• _What to do_: Every entry must be output exactly as it was written.

Stored items:

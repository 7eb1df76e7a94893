use std::collections::HashMap;

use tree_sitter::Node;

use super::generic::collect_calls;
use super::{EdgeExtractor, RawCall, SourceFile};
use crate::chunker::Chunk;
use crate::error::{IndexError, Result};

/// Python call extraction with import-alias tracking.
///
/// `from m import a as b; b()` is recorded as a call to `a` with import hint
/// `m`, and `import m as n; n.f()` as a call to `f` hinted to `m`. Calls on
/// `self`/`cls` are qualified with the enclosing class.
#[derive(Debug, Clone, Copy, Default)]
pub struct PythonCallExtractor;

#[derive(Debug, Default, PartialEq, Eq)]
struct ImportMap {
    /// Local module name → imported module path.
    modules: HashMap<String, String>,
    /// Local name → (original name, module path).
    names: HashMap<String, (String, String)>,
}

impl EdgeExtractor for PythonCallExtractor {
    fn name(&self) -> &'static str {
        "python"
    }

    fn extract_edges(&self, file: &SourceFile<'_>, chunks: &[Chunk]) -> Result<Vec<RawCall>> {
        let tree = file
            .tree
            .ok_or_else(|| IndexError::Parse(format!("no syntax tree for {}", file.path)))?;
        let imports = import_map(tree.root_node(), file.source);

        let sites = collect_calls(file, chunks)?;
        Ok(sites
            .into_iter()
            .map(|site| {
                let mut call = site.call;
                match call.qualifier.as_deref() {
                    Some("self" | "cls") => call.qualifier = site.owner,
                    Some(q) => {
                        let (head, rest) = q.split_once('.').unwrap_or((q, ""));
                        let module = imports.modules.get(head).cloned().or_else(|| {
                            imports
                                .names
                                .get(head)
                                .map(|(orig, module)| join_module(module, orig))
                        });
                        if let Some(module) = module {
                            let full = if rest.is_empty() {
                                module
                            } else {
                                format!("{module}.{rest}")
                            };
                            call.qualifier = Some(full.clone());
                            call.import_hint = Some(full);
                        }
                    }
                    None => {
                        if let Some((orig, module)) = imports.names.get(&call.callee) {
                            call.callee.clone_from(orig);
                            call.import_hint = Some(module.clone());
                        }
                    }
                }
                call
            })
            .collect())
    }
}

fn join_module(module: &str, name: &str) -> String {
    if module.ends_with('.') {
        format!("{module}{name}")
    } else {
        format!("{module}.{name}")
    }
}

fn text<'s>(node: Node<'_>, source: &'s str) -> &'s str {
    &source[node.byte_range()]
}

fn import_map(root: Node<'_>, source: &str) -> ImportMap {
    let mut map = ImportMap::default();
    let child_count = u32::try_from(root.named_child_count()).unwrap_or(u32::MAX);
    for i in 0..child_count {
        let Some(stmt) = root.named_child(i) else {
            continue;
        };
        match stmt.kind() {
            "import_statement" => {
                let mut cursor = stmt.walk();
                for name in stmt.children_by_field_name("name", &mut cursor) {
                    if name.kind() == "aliased_import" {
                        if let (Some(module), Some(alias)) = (
                            name.child_by_field_name("name"),
                            name.child_by_field_name("alias"),
                        ) {
                            map.modules
                                .insert(text(alias, source).into(), text(module, source).into());
                        }
                    } else {
                        let module = text(name, source);
                        let head = module.split('.').next().unwrap_or(module);
                        map.modules.insert(head.into(), head.into());
                    }
                }
            }
            "import_from_statement" => {
                let Some(module) = stmt.child_by_field_name("module_name") else {
                    continue;
                };
                let module = text(module, source).to_string();
                let mut cursor = stmt.walk();
                for name in stmt.children_by_field_name("name", &mut cursor) {
                    let (orig, local) = if name.kind() == "aliased_import" {
                        match (
                            name.child_by_field_name("name"),
                            name.child_by_field_name("alias"),
                        ) {
                            (Some(orig), Some(alias)) => (text(orig, source), text(alias, source)),
                            _ => continue,
                        }
                    } else {
                        (text(name, source), text(name, source))
                    };
                    map.names
                        .insert(local.into(), (orig.into(), module.clone()));
                }
            }
            _ => {}
        }
    }
    map
}

#[cfg(all(test, feature = "lang-python"))]
mod tests {
    use super::super::test_support::extract_calls;
    use super::*;

    const SOURCE: &str = "\
import os.path
import numpy as np
from pkg.helpers import load as load_cfg, save
from . import sibling

class Greeter:
    def hello(self):
        self.render()
        load_cfg()
        save()
        np.zeros(3)
        os.path.join('a')
        sibling.run()

    def render(self):
        pass
";

    fn parse_imports(source: &str) -> ImportMap {
        let mut parser = tree_sitter::Parser::new();
        parser
            .set_language(&tree_sitter_python::LANGUAGE.into())
            .unwrap();
        let tree = parser.parse(source, None).unwrap();
        import_map(tree.root_node(), source)
    }

    #[test]
    fn import_aliases_collected() {
        let map = parse_imports(SOURCE);
        assert_eq!(map.modules.get("np").map(String::as_str), Some("numpy"));
        assert_eq!(map.modules.get("os").map(String::as_str), Some("os"));
        assert_eq!(
            map.names.get("load_cfg"),
            Some(&("load".to_string(), "pkg.helpers".to_string()))
        );
        assert_eq!(
            map.names.get("save"),
            Some(&("save".to_string(), "pkg.helpers".to_string()))
        );
        assert_eq!(
            map.names.get("sibling"),
            Some(&("sibling".to_string(), ".".to_string()))
        );
    }

    #[test]
    fn relative_module_join() {
        assert_eq!(join_module(".", "sibling"), ".sibling");
        assert_eq!(join_module("pkg", "mod"), "pkg.mod");
    }

    #[test]
    fn calls_rewritten_through_imports() {
        let (_, calls) = extract_calls(&PythonCallExtractor, "python", "app.py", SOURCE);
        let summary: Vec<_> = calls
            .iter()
            .map(|c| {
                (
                    c.callee.as_str(),
                    c.qualifier.as_deref(),
                    c.import_hint.as_deref(),
                )
            })
            .collect();
        assert_eq!(
            summary,
            vec![
                ("render", Some("Greeter"), None),
                ("load", None, Some("pkg.helpers")),
                ("save", None, Some("pkg.helpers")),
                ("zeros", Some("numpy"), Some("numpy")),
                ("join", Some("os.path"), Some("os.path")),
                ("run", Some(".sibling"), Some(".sibling")),
            ]
        );
    }
}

• _Answer to this exercise_:
repository 7eb1df76e7a94893
use std::collections::HashMap;

use tree_sitter::Node;

use super::generic::collect_calls;
use super::{EdgeExtractor, RawCall, SourceFile};
use crate::chunker::Chunk;
use crate::error::{IndexError, Result};

/// Python call extraction with import-alias tracking.
///
/// `from m import a as b; b()` is recorded as a call to `a` with import hint
/// `m`, and `import m as n; n.f()` as a call to `f` hinted to `m`. Calls on
/// `self`/`cls` are qualified with the enclosing class.
#[derive(Debug, Clone, Copy, Default)]
pub struct PythonCallExtractor;

#[derive(Debug, Default, PartialEq, Eq)]
struct ImportMap {
    /// Local module name → imported module path.
    modules: HashMap<String, String>,
    /// Local name → (original name, module path).
    names: HashMap<String, (String, String)>,
}

impl EdgeExtractor for PythonCallExtractor {
    fn name(&self) -> &'static str {
        "python"
    }

    fn extract_edges(&self, file: &SourceFile<'_>, chunks: &[Chunk]) -> Result<Vec<RawCall>> {
        let tree = file
            .tree
            .ok_or_else(|| IndexError::Parse(format!("no syntax tree for {}", file.path)))?;
        let imports = import_map(tree.root_node(), file.source);

        let sites = collect_calls(file, chunks)?;
        Ok(sites
            .into_iter()
            .map(|site| {
                let mut call = site.call;
                match call.qualifier.as_deref() {
                    Some("self" | "cls") => call.qualifier = site.owner,
                    Some(q) => {
                        let (head, rest) = q.split_once('.').unwrap_or((q, ""));
                        let module = imports.modules.get(head).cloned().or_else(|| {
                            imports
                                .names
                                .get(head)
                                .map(|(orig, module)| join_module(module, orig))
                        });
                        if let Some(module) = module {
                            let full = if rest.is_empty() {
                                module
                            } else {
                                format!("{module}.{rest}")
                            };
                            call.qualifier = Some(full.clone());
                            call.import_hint = Some(full);
                        }
                    }
                    None => {
                        if let Some((orig, module)) = imports.names.get(&call.callee) {
                            call.callee.clone_from(orig);
                            call.import_hint = Some(module.clone());
                        }
                    }
                }
                call
            })
            .collect())
    }
}

fn join_module(module: &str, name: &str) -> String {
    if module.ends_with('.') {
        format!("{module}{name}")
    } else {
        format!("{module}.{name}")
    }
}

fn text<'s>(node: Node<'_>, source: &'s str) -> &'s str {
    &source[node.byte_range()]
}

fn import_map(root: Node<'_>, source: &str) -> ImportMap {
    let mut map = ImportMap::default();
    let child_count = u32::try_from(root.named_child_count()).unwrap_or(u32::MAX);
    for i in 0..child_count {
        let Some(stmt) = root.named_child(i) else {
            continue;
        };
        match stmt.kind() {
            "import_statement" => {
                let mut cursor = stmt.walk();
                for name in stmt.children_by_field_name("name", &mut cursor) {
                    if name.kind() == "aliased_import" {
                        if let (Some(module), Some(alias)) = (
                            name.child_by_field_name("name"),
                            name.child_by_field_name("alias"),
                        ) {
                            map.modules
                                .insert(text(alias, source).into(), text(module, source).into());
                        }
                    } else {
                        let module = text(name, source);
                        let head = module.split('.').next().unwrap_or(module);
                        map.modules.insert(head.into(), head.into());
                    }
                }
            }
            "import_from_statement" => {
                let Some(module) = stmt.child_by_field_name("module_name") else {
                    continue;
                };
                let module = text(module, source).to_string();
                let mut cursor = stmt.walk();
                for name in stmt.children_by_field_name("name", &mut cursor) {
                    let (orig, local) = if name.kind() == "aliased_import" {
                        match (
                            name.child_by_field_name("name"),
                            name.child_by_field_name("alias"),
                        ) {
                            (Some(orig), Some(alias)) => (text(orig, source), text(alias, source)),
                            _ => continue,
                        }
                    } else {
                        (text(name, source), text(name, source))
                    };
                    map.names
                        .insert(local.into(), (orig.into(), module.clone()));
                }
            }
            _ => {}
        }
    }
    map
}

#[cfg(all(test, feature = "lang-python"))]
mod tests {
    use super::super::test_support::extract_calls;
    use super::*;

    const SOURCE: &str = "\
import os.path
import numpy as np
from pkg.helpers import load as load_cfg, save
from . import sibling

class Greeter:
    def hello(self):
        self.render()
        load_cfg()
        save()
        np.zeros(3)
        os.path.join('a')
        sibling.run()

    def render(self):
        pass
";

    fn parse_imports(source: &str) -> ImportMap {
        let mut parser = tree_sitter::Parser::new();
        parser
            .set_language(&tree_sitter_python::LANGUAGE.into())
            .unwrap();
        let tree = parser.parse(source, None).unwrap();
        import_map(tree.root_node(), source)
    }

    #[test]
    fn import_aliases_collected() {
        let map = parse_imports(SOURCE);
        assert_eq!(map.modules.get("np").map(String::as_str), Some("numpy"));
        assert_eq!(map.modules.get("os").map(String::as_str), Some("os"));
        assert_eq!(
            map.names.get("load_cfg"),
            Some(&("load".to_string(), "pkg.helpers".to_string()))
        );
        assert_eq!(
            map.names.get("save"),
            Some(&("save".to_string(), "pkg.helpers".to_string()))
        );
        assert_eq!(
            map.names.get("sibling"),
            Some(&("sibling".to_string(), ".".to_string()))
        );
    }

    #[test]
    fn relative_module_join() {
        assert_eq!(join_module(".", "sibling"), ".sibling");
        assert_eq!(join_module("pkg", "mod"), "pkg.mod");
    }

    #[test]
    fn calls_rewritten_through_imports() {
        let (_, calls) = extract_calls(&PythonCallExtractor, "python", "app.py", SOURCE);
        let summary: Vec<_> = calls
            .iter()
            .map(|c| {
                (
                    c.callee.as_str(),
                    c.qualifier.as_deref(),
                    c.import_hint.as_deref(),
                )
            })
            .collect();
        assert_eq!(
            summary,
            vec![
                ("render", Some("Greeter"), None),
                ("load", None, Some("pkg.helpers")),
                ("save", None, Some("pkg.helpers")),
                ("zeros", Some("numpy"), Some("numpy")),
                ("join", Some("os.path"), Some("os.path")),
                ("run", Some(".sibling"), Some(".sibling")),
            ]
        );
    }
}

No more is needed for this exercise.